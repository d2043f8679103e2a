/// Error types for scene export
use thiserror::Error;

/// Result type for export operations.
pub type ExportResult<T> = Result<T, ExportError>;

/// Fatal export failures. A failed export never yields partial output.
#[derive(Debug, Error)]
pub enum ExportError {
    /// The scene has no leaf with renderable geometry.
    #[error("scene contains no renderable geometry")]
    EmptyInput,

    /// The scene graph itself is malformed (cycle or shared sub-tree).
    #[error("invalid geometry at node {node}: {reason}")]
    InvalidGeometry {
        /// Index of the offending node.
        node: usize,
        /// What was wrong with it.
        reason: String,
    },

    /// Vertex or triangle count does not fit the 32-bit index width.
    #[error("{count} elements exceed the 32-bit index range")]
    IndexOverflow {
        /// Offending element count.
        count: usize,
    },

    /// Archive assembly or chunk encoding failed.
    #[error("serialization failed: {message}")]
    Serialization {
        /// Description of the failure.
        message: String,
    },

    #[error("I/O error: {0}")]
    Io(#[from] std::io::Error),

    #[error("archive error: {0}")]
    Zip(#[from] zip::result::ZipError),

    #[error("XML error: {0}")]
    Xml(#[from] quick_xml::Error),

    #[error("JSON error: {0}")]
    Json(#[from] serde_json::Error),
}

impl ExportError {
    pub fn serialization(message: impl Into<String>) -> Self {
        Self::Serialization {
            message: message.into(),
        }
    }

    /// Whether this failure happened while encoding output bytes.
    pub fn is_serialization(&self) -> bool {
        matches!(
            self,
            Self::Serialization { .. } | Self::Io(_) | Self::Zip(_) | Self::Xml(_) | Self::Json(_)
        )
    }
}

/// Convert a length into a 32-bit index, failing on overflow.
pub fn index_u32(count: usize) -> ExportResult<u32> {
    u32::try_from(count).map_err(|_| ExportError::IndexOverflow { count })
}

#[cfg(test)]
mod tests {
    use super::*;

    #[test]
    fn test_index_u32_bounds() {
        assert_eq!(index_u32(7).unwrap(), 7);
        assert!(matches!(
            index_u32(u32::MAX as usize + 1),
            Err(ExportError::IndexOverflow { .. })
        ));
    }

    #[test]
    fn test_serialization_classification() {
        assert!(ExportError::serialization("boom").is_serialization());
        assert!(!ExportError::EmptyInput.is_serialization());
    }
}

************

_Instructions to follow_
For each line in the entries that holds "output", return that line.

_Exercise response_
/// Fatal export failures. A failed export never yields partial output.
    /// Whether this failure happened while encoding output bytes.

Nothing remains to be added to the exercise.